# Reikan Focal Mac Client is NOT native



## EvilTed (Jan 9, 2013)

Just shelled out the money for the Pro version and downloaded the Mac version, only to find out that I need to install the Mono framework, which for those not in the know is an open source port on Microsoft's bloated .NET framework.

What kind of crap is this?
I understand it's probably easier to port but there are not many Mac users happy install something as bloated as this on their Mac.

I've downloaded the Windows version and will run it on a Win7 laptop.

Disappointed to say the least 

ET


----------



## Drizzt321 (Jan 9, 2013)

Looking at the latest blog posting about the latest release of FoCal beta for Mac OS X, it clearly states that it requires the Mono framework.

And why is it crap that it needs additional libraries/runtime? Most other applications will either use ones that ship with OS X, or have them bundled alongside as part of the installation file, just you don't see them. Mono is a bit larger than most of those, true, but it's much the same.


----------



## AlanF (Jan 9, 2013)

Why would a Mac user annoyed at having to download a Microsoft product then go and use Windows instead?


----------



## neuroanatomist (Jan 9, 2013)

EvilTed said:


> ...there are not many Mac users happy install something as bloated as this on their Mac.



Who, besides you, constitutes 'not many'. I cared a lot when the Mac beta version would not properly connect to my 1D X. I cared that their server was down last weekend and I couldn't download a new Mac beta to replace the one giving me a 'version expired' message and not launching. But the need for the Mono framework? That's what you're going to complain about? Personally, I couldn't care less.


----------



## victorwol (Jan 9, 2013)

Really? Who cares? I don't think they are saying anywhere the software is compiled to run natively, and does it works and help your to get the lenses correctly focused? That's the important thing I believe...


----------



## crasher8 (Jan 9, 2013)

Don't get me started. I can't do squat with my copy of Focal Pro (Mac household only) and my 5D3. Waiting for Canon to update the SDK? Is that what's going on?


----------



## ashmadux (Jan 9, 2013)

I think I understand what the op means. It means we paid 100 bucks for a shoddy/lazy software port.

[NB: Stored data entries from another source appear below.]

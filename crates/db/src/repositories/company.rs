//! Company repository: details, settings, statistics and categories.

use chrono::Utc;
use reimburse_core::approval::Company;
use reimburse_core::merge_categories;
use reimburse_shared::types::CurrencyCode;
use rust_decimal::Decimal;
use sea_orm::{
    ActiveModelTrait, ColumnTrait, DatabaseConnection, EntityTrait, PaginatorTrait, QueryFilter,
    QueryOrder, QuerySelect, Set,
};
use serde::Serialize;
use uuid::Uuid;

use crate::entities::{
    companies, expenses,
    sea_orm_active_enums::{ExpenseStatus, UserRole},
    users,
};

use super::error::RepositoryError;
use super::mapping::{company_from_model, required_text};

/// Input for creating a company.
#[derive(Debug, Clone)]
pub struct CreateCompanyInput {
    /// Display name.
    pub name: String,
    /// Base currency for converted amounts.
    pub currency: CurrencyCode,
    /// Country name.
    pub country: String,
}

/// Input for updating a company. `None` leaves a field unchanged.
#[derive(Debug, Clone, Default)]
pub struct UpdateCompanyInput {
    /// New name.
    pub name: Option<String>,
    /// New base currency.
    pub currency: Option<CurrencyCode>,
    /// New country.
    pub country: Option<String>,
}

/// Headline numbers for the admin dashboard.
#[derive(Debug, Clone, PartialEq, Eq, Serialize)]
pub struct CompanyStats {
    /// Users with the employee role.
    pub employee_count: u64,
    /// Users with the manager role.
    pub manager_count: u64,
    /// All expenses ever submitted.
    pub total_expenses: u64,
    /// Expenses still awaiting a decision.
    pub pending_expenses: u64,
    /// Approved expenses.
    pub approved_expenses: u64,
    /// Sum of approved converted amounts, in the company currency.
    pub approved_amount: Decimal,
}

/// Company repository.
#[derive(Debug, Clone)]
pub struct CompanyRepository {
    db: DatabaseConnection,
}

impl CompanyRepository {
    /// Creates a new company repository.
    #[must_use]
    pub const fn new(db: DatabaseConnection) -> Self {
        Self { db }
    }

    /// Creates a company.
    pub async fn create(&self, input: CreateCompanyInput) -> Result<Company, RepositoryError> {
        let name = required_text(&input.name, "name")?;
        let country = required_text(&input.country, "country")?;
        let now = Utc::now().into();

        let model = companies::ActiveModel {
            id: Set(Uuid::now_v7()),
            name: Set(name),
            currency: Set(input.currency.to_string()),
            country: Set(country),
            created_at: Set(now),
            updated_at: Set(now),
        }
        .insert(&self.db)
        .await?;

        company_from_model(model)
    }

    /// Finds a company by ID.
    pub async fn find(&self, company_id: Uuid) -> Result<Company, RepositoryError> {
        let model = companies::Entity::find_by_id(company_id)
            .one(&self.db)
            .await?
            .ok_or(RepositoryError::NotFound("Company"))?;
        company_from_model(model)
    }

    /// Updates name, currency or country.
    ///
    /// Changing the currency does not re-convert existing expenses.
    pub async fn update(
        &self,
        company_id: Uuid,
        input: UpdateCompanyInput,
    ) -> Result<Company, RepositoryError> {
        let model = companies::Entity::find_by_id(company_id)
            .one(&self.db)
            .await?
            .ok_or(RepositoryError::NotFound("Company"))?;

        let mut active: companies::ActiveModel = model.into();
        if let Some(name) = input.name {
            active.name = Set(required_text(&name, "name")?);
        }
        if let Some(currency) = input.currency {
            active.currency = Set(currency.to_string());
        }
        if let Some(country) = input.country {
            active.country = Set(required_text(&country, "country")?);
        }
        active.updated_at = Set(Utc::now().into());

        let updated = active.update(&self.db).await?;
        company_from_model(updated)
    }

    /// Counts users and expenses for the company.
    pub async fn stats(&self, company_id: Uuid) -> Result<CompanyStats, RepositoryError> {
        let employee_count = self.count_users(company_id, UserRole::Employee).await?;
        let manager_count = self.count_users(company_id, UserRole::Manager).await?;
        let total_expenses = self.count_expenses(company_id, None).await?;
        let pending_expenses = self
            .count_expenses(company_id, Some(ExpenseStatus::Pending))
            .await?;
        let approved_expenses = self
            .count_expenses(company_id, Some(ExpenseStatus::Approved))
            .await?;

        let approved_amounts: Vec<Decimal> = expenses::Entity::find()
            .filter(expenses::Column::CompanyId.eq(company_id))
            .filter(expenses::Column::Status.eq(ExpenseStatus::Approved))
            .select_only()
            .column(expenses::Column::ConvertedAmount)
            .into_tuple()
            .all(&self.db)
            .await?;

        Ok(CompanyStats {
            employee_count,
            manager_count,
            total_expenses,
            pending_expenses,
            approved_expenses,
            approved_amount: approved_amounts.into_iter().sum(),
        })
    }

    /// Default categories followed by the ones the company already uses.
    pub async fn categories(&self, company_id: Uuid) -> Result<Vec<String>, RepositoryError> {
        let used: Vec<String> = expenses::Entity::find()
            .filter(expenses::Column::CompanyId.eq(company_id))
            .select_only()
            .column(expenses::Column::Category)
            .distinct()
            .order_by_asc(expenses::Column::Category)
            .into_tuple()
            .all(&self.db)
            .await?;

        Ok(merge_categories(used))
    }

    async fn count_users(&self, company_id: Uuid, role: UserRole) -> Result<u64, RepositoryError> {
        let count = users::Entity::find()
            .filter(users::Column::CompanyId.eq(company_id))
            .filter(users::Column::Role.eq(role))
            .count(&self.db)
            .await?;
        Ok(count)
    }

    async fn count_expenses(
        &self,
        company_id: Uuid,
        status: Option<ExpenseStatus>,
    ) -> Result<u64, RepositoryError> {
        let mut query = expenses::Entity::find().filter(expenses::Column::CompanyId.eq(company_id));
        if let Some(status) = status {
            query = query.filter(expenses::Column::Status.eq(status));
        }
        Ok(query.count(&self.db).await?)
    }
}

It's always best to have code run natively- it will just be a better, smoother app, period. Witt that said, having two distinct code bases is a pain in the arse for devs. Someone's going to get the short end of the stick here, and sadly it's us Mac folk.

However to the op- chances are most n the forum are only tech guys as far as camera goes so eh don't really have a clue to what the negatives could be. So in this forum, the argument is a wash, unfortunately.


----------



## neuroanatomist (Jan 9, 2013)

crasher8 said:


> Don't get me started. I can't do squat with my copy of Focal Pro (Mac household only) and my 5D3. Waiting for Canon to update the SDK? Is that what's going on?



Yes, the issue is the Canon SDK. But what else isn't working? AFAIK, other than needing to manually change the AFMA (which you also need to do with the Windows version of FoCal), the other tests all work.


----------



## crasher8 (Jan 9, 2013)

Well for one it keeps telling me it is not a licensed serial number and shows the wrong serial number even though I'm using the current beta version and I own a Pro copy. It locks up, freezes and then there's the manual only issue.


----------



## victorwol (Jan 9, 2013)

ashmadux said:


> I think I understand what the op means. It means we paid 100 bucks for a shoddy/lazy software port.
> 
> It's always best to have code run natively- it will just be a better, smoother app, period. Witt that said, having two distinct code bases is a pain in the arse for devs. Someone's going to get the short end of the stick here, and sadly it's us Mac folk.
> 
> However to the op- chances are most n the forum are only tech guys as far as camera goes so eh don't really have a clue to what the negatives could be. So in this forum, the argument is a wash, unfortunately.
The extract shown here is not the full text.